Я посмотрел на Куриона, склонив голову набок.
— А ты тоже изменился, — сказал я. Вместе со стрелой вышел глаз оленихи. Я рассматривал его, пытаясь понять, как он устроен. Зрачок расплылся, разодрался, как проткнутый желток в яйце.
— Фу! — сказал Курион. — Еще съешь это! Фу-фу-фу!
— Но не очень изменился, — засмеялся я.
Я сел на корточки перед оленихой. На губах у нее сверкала в проблесках солнца белая пена, рот был приоткрыт, язык вывалился. Я погладил ее по голове, шерсть была еще мягкой. Вдруг она дернулась изо всех сил и дала в лоб бедняге Сцилле.
— Твою мать, — сказал Курион. — Сцилла, девочка, ты в порядке?
Сцилле хоть бы что. А олениха дернулась еще раз.
Тогда я взял нож и, удерживая олениху за голову, перерезал ей горло. Кровь хлынула на мягкую землю.
Потом, на поляне, когда рабы освежевали и разделали олениху, оказалось, что она действительно беременна.
— Это хороший знак, — сказал Курион. — Для нашего с тобой начинания.
— Уже и нашего с тобой?
— Говорю тебе, крайне благоприятное знамение. Он скоро предложит тебе, только согласись. Тебе нечего делать в Риме, Антоний, для тебя он тесен. Ты теперь человек другого масштаба.

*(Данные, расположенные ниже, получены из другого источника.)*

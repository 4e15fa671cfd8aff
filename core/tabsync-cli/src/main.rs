//! tabsync: inspect and edit a tabsync project store from the command line.
//!
//! Works on the JSON store file directly; the browser does not need to be
//! running. Intended for debugging and for repairing state by hand.
//!
//! ## Subcommands
//!
//! - `projects`, `add`, `delete`, `tabs`: project registry
//! - `bindings`, `gc`: window → project bindings
//! - `carry-over`: tabs marked to survive a switch
//! - `log`: diagnostic event log

mod commands;
mod logging;

use std::path::PathBuf;

use clap::{Parser, Subcommand};
use tabsync_core::{load_config, StorageConfig};

#[derive(Parser)]
#[command(name = "tabsync")]
#[command(about = "Tab projects store inspector")]
#[command(version)]
struct Cli {
    /// Store file (defaults to ~/.tabsync/store.json)
    #[arg(long, global = true, value_name = "PATH")]
    store: Option<PathBuf>,

    /// Config file (defaults to ~/.tabsync/config.toml)
    #[arg(long, global = true, value_name = "PATH")]
    config: Option<PathBuf>,

    /// Print machine-readable JSON where supported
    #[arg(long, global = true)]
    json: bool,

    #[command(subcommand)]
    command: Commands,
}

#[derive(Subcommand)]
enum Commands {
    /// List projects with their recorded tab counts
    Projects,

    /// Add a project with an empty tab list
    Add { name: String },

    /// Delete a project, its tabs and its window bindings
    Delete { name: String },

    /// Show a project's recorded tab URLs
    Tabs { name: String },

    /// Show window → project bindings
    Bindings,

    /// Drop bindings for every window not listed
    Gc {
        /// Ids of windows that are still open
        #[arg(value_name = "WINDOW_ID")]
        live: Vec<i64>,
    },

    /// Show tabs marked for carry over
    CarryOver,

    /// Show the diagnostic event log
    Log {
        #[arg(long, default_value_t = 50)]
        limit: usize,
    },
}

#[tokio::main(flavor = "current_thread")]
async fn main() {
    let cli = Cli::parse();
    let storage = StorageConfig::default();
    let _logging_guard = logging::init(&storage.logs_dir());

    if let Err(message) = run(cli, &storage).await {
        tracing::error!(error = %message, "tabsync failed");
        eprintln!("error: {}", message);
        std::process::exit(1);
    }
}

async fn run(cli: Cli, storage: &StorageConfig) -> Result<(), String> {
    let config = load_config(cli.config)?;
    let store_path = cli.store.unwrap_or_else(|| storage.store_file());
    let ctx = commands::Context::open(&store_path, &config, cli.json)?;

    let output = match cli.command {
        Commands::Projects => commands::projects(&ctx).await?,
        Commands::Add { name } => commands::add(&ctx, &name).await?,
        Commands::Delete { name } => commands::delete(&ctx, &name).await?,
        Commands::Tabs { name } => commands::tabs(&ctx, &name).await?,
        Commands::Bindings => commands::bindings(&ctx).await?,
        Commands::Gc { live } => commands::gc(&ctx, &live).await?,
        Commands::CarryOver => commands::carry_over(&ctx).await?,
        Commands::Log { limit } => commands::log(&ctx, limit).await?,
    };
    if !output.is_empty() {
        println!("{}", output);
    }
    Ok(())
}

— Лестью ты ничего не добьешься. Плаценту надо пожарить и взять Антонии. Ей давно пора родить мне ребенка.
— Она у тебя не слишком плодородна.
— Скорее, слишком увлечена травками из сомнительных лавок.
— И чем тогда поможет скормить ей плаценту?
— Ничем. Я положу ее Антонии в кровать.
Курион захохотал.
— Эй! — крикнул я рабу. — Я хочу съесть детеныша.